§ **EXERCISE BRIEF**:
Copy the records below word for word. Stop after the line that contains "of key material".

══ TASK MATERIAL

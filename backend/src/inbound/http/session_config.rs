//! Session cookie settings read from the environment.
//!
//! Debug builds fall back to permissive defaults with a warning; release
//! builds require every toggle to be present and valid and refuse ephemeral
//! keys. Variables:
//!
//! - `SESSION_KEY_FILE`: path to at least 64 bytes of key material
//! - `SESSION_COOKIE_SECURE`: `1|0|true|false|yes|no|y|n`
//! - `SESSION_SAMESITE`: `Strict|Lax|None`
//! - `SESSION_ALLOW_EPHEMERAL`: generate a throwaway key when the file is
//!   unreadable (debug only)

use std::io;
use std::path::{Path, PathBuf};

use actix_web::cookie::{Key, SameSite};
use cap_std::{ambient_authority, fs::Dir};
use mockable::Env;
use sha2::{Digest, Sha256};
use tracing::warn;
use zeroize::Zeroizing;

const SESSION_KEY_DEFAULT_PATH: &str = "/var/run/secrets/session_key";
const SESSION_KEY_MIN_LEN: usize = 64;
const FINGERPRINT_BYTES: usize = 8;
const COOKIE_SECURE_ENV: &str = "SESSION_COOKIE_SECURE";
const SAMESITE_ENV: &str = "SESSION_SAMESITE";
const ALLOW_EPHEMERAL_ENV: &str = "SESSION_ALLOW_EPHEMERAL";
const KEY_FILE_ENV: &str = "SESSION_KEY_FILE";
const BOOL_EXPECTED: &str = "1|0|true|false|yes|no|y|n";
const SAMESITE_EXPECTED: &str = "Strict|Lax|None";

/// Build mode for session configuration validation.
#[derive(Clone, Copy, Debug, Eq, PartialEq)]
pub enum BuildMode {
    /// Defaults are tolerated and reported as warnings.
    Debug,
    /// Every toggle must be explicit and valid.
    Release,
}

impl BuildMode {
    /// Determine the build mode from `cfg!(debug_assertions)`.
    ///
    /// ```rust
    /// use jobboard::inbound::http::session_config::BuildMode;
    ///
    /// let mode = BuildMode::from_debug_assertions();
    /// assert_eq!(mode == BuildMode::Debug, cfg!(debug_assertions));
    /// ```
    #[must_use]
    pub fn from_debug_assertions() -> Self {
        if cfg!(debug_assertions) {
            Self::Debug
        } else {
            Self::Release
        }
    }

    fn is_debug(self) -> bool {
        matches!(self, Self::Debug)
    }
}

/// Validated session cookie settings.
pub struct SessionSettings {
    /// Signing and encryption key for cookie sessions.
    pub key: Key,
    /// Whether session cookies are marked `Secure`.
    pub cookie_secure: bool,
    /// `SameSite` policy for session cookies.
    pub same_site: SameSite,
}

impl SessionSettings {
    /// Short hex fingerprint of the signing key, safe to log.
    pub fn key_fingerprint(&self) -> String {
        key_fingerprint(&self.key)
    }
}

/// Errors raised while validating session configuration.
#[derive(thiserror::Error, Debug)]
pub enum SessionConfigError {
    /// A required environment variable is missing.
    #[error("missing required environment variable: {name}")]
    MissingEnv { name: &'static str },
    /// A variable is present but contains an invalid value.
    #[error("invalid value for {name}='{value}'; expected {expected}")]
    InvalidEnv {
        name: &'static str,
        value: String,
        expected: &'static str,
    },
    /// Reading the session key file failed.
    #[error("failed to read session key at {path}: {source}")]
    KeyRead {
        path: PathBuf,
        #[source]
        source: io::Error,
    },
    /// The key file is shorter than release builds accept.
    #[error("session key at {path} too short: need >= {min_len} bytes, got {length}")]
    KeyTooShort {
        path: PathBuf,
        length: usize,
        min_len: usize,
    },
    /// `SameSite=None` without `Secure` in a release build.
    #[error("SESSION_SAMESITE=None requires SESSION_COOKIE_SECURE=1")]
    InsecureSameSiteNone,
    /// Ephemeral keys requested in a release build.
    #[error("SESSION_ALLOW_EPHEMERAL must be 0 in release builds")]
    EphemeralNotAllowed,
}

/// Build session settings from environment variables and build mode.
///
/// # Errors
///
/// Returns [`SessionConfigError`] when a release build is missing a toggle,
/// a toggle is invalid in a release build, or the key cannot be loaded.
pub fn session_settings_from_env<E: Env>(
    env: &E,
    mode: BuildMode,
) -> Result<SessionSettings, SessionConfigError> {
    let cookie_secure = read_toggle(env, mode, COOKIE_SECURE_ENV, true, BOOL_EXPECTED, parse_bool)?;
    let same_site = same_site_from_env(env, mode, cookie_secure)?;
    let allow_ephemeral =
        read_toggle(env, mode, ALLOW_EPHEMERAL_ENV, false, BOOL_EXPECTED, parse_bool)?;
    if allow_ephemeral && !mode.is_debug() {
        return Err(SessionConfigError::EphemeralNotAllowed);
    }
    let key = session_key_from_env(env, mode, allow_ephemeral)?;

    Ok(SessionSettings {
        key,
        cookie_secure,
        same_site,
    })
}

/// Read one toggle. Debug builds substitute `default` for missing or
/// unparseable values; release builds reject both.
fn read_toggle<E, T>(
    env: &E,
    mode: BuildMode,
    name: &'static str,
    default: T,
    expected: &'static str,
    parse: impl Fn(&str) -> Option<T>,
) -> Result<T, SessionConfigError>
where
    E: Env,
    T: std::fmt::Debug,
{
    let Some(value) = env.string(name) else {
        if mode.is_debug() {
            warn!(variable = name, default = ?default, "session toggle not set; using default");
            return Ok(default);
        }
        return Err(SessionConfigError::MissingEnv { name });
    };
    match parse(&value) {
        Some(parsed) => Ok(parsed),
        None if mode.is_debug() => {
            warn!(variable = name, %value, default = ?default, "invalid session toggle; using default");
            Ok(default)
        }
        None => Err(SessionConfigError::InvalidEnv {
            name,
            value,
            expected,
        }),
    }
}

fn same_site_from_env<E: Env>(
    env: &E,
    mode: BuildMode,
    cookie_secure: bool,
) -> Result<SameSite, SessionConfigError> {
    let default = if mode.is_debug() {
        SameSite::Lax
    } else {
        SameSite::Strict
    };
    let same_site = read_toggle(env, mode, SAMESITE_ENV, default, SAMESITE_EXPECTED, parse_same_site)?;
    if same_site == SameSite::None && !cookie_secure {
        if !mode.is_debug() {
            return Err(SessionConfigError::InsecureSameSiteNone);
        }
        warn!("SESSION_SAMESITE=None without a secure cookie; browsers may reject it");
    }
    Ok(same_site)
}

fn session_key_from_env<E: Env>(
    env: &E,
    mode: BuildMode,
    allow_ephemeral: bool,
) -> Result<Key, SessionConfigError> {
    let path = PathBuf::from(
        env.string(KEY_FILE_ENV)
            .unwrap_or_else(|| SESSION_KEY_DEFAULT_PATH.to_owned()),
    );

    match read_key_bytes(&path) {
        Ok(bytes) => {
            let length = bytes.len();
            if mode == BuildMode::Release && length < SESSION_KEY_MIN_LEN {
                return Err(SessionConfigError::KeyTooShort {
                    path,
                    length,
                    min_len: SESSION_KEY_MIN_LEN,
                });
            }
            Ok(Key::derive_from(&bytes))
        }
        Err(error) if mode.is_debug() || allow_ephemeral => {
            warn!(path = %path.display(), %error, "using temporary session key (dev only)");
            Ok(Key::generate())
        }
        Err(source) => Err(SessionConfigError::KeyRead { path, source }),
    }
}

fn read_key_bytes(path: &Path) -> io::Result<Zeroizing<Vec<u8>>> {
    let parent = path.parent().unwrap_or_else(|| Path::new("."));
    let file_name = path
        .file_name()
        .ok_or_else(|| io::Error::new(io::ErrorKind::InvalidInput, "key path has no file name"))?;
    let dir = Dir::open_ambient_dir(parent, ambient_authority())?;
    dir.read(file_name).map(Zeroizing::new)
}

/// Truncated SHA-256 of the key's signing half as lowercase hex.
///
/// ```rust
/// use actix_web::cookie::Key;
/// use jobboard::inbound::http::session_config::key_fingerprint;
///
/// let fingerprint = key_fingerprint(&Key::generate());
/// assert_eq!(fingerprint.len(), 16);
/// ```
#[must_use]
pub fn key_fingerprint(key: &Key) -> String {
    let digest = Sha256::digest(key.signing());
    hex::encode(&digest[..FINGERPRINT_BYTES])
}

fn parse_bool(value: &str) -> Option<bool> {
    match value.to_ascii_lowercase().as_str() {
        "1" | "true" | "yes" | "y" => Some(true),
        "0" | "false" | "no" | "n" => Some(false),
        _ => None,
    }
}

fn parse_same_site(value: &str) -> Option<SameSite> {
    match value.to_ascii_lowercase().as_str() {
        "lax" => Some(SameSite::Lax),
        "strict" => Some(SameSite::Strict),
        "none" => Some(SameSite::None),
        _ => None,
    }
}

════

§ **SOLUTION FOR THIS TASK**:
filename backend/src/inbound/http/session_config.rs
//! Session cookie settings read from the environment.
//!
//! Debug builds fall back to permissive defaults with a warning; release
//! builds require every toggle to be present and valid and refuse ephemeral
//! keys. Variables:
//!
//! - `SESSION_KEY_FILE`: path to at least 64 bytes of key material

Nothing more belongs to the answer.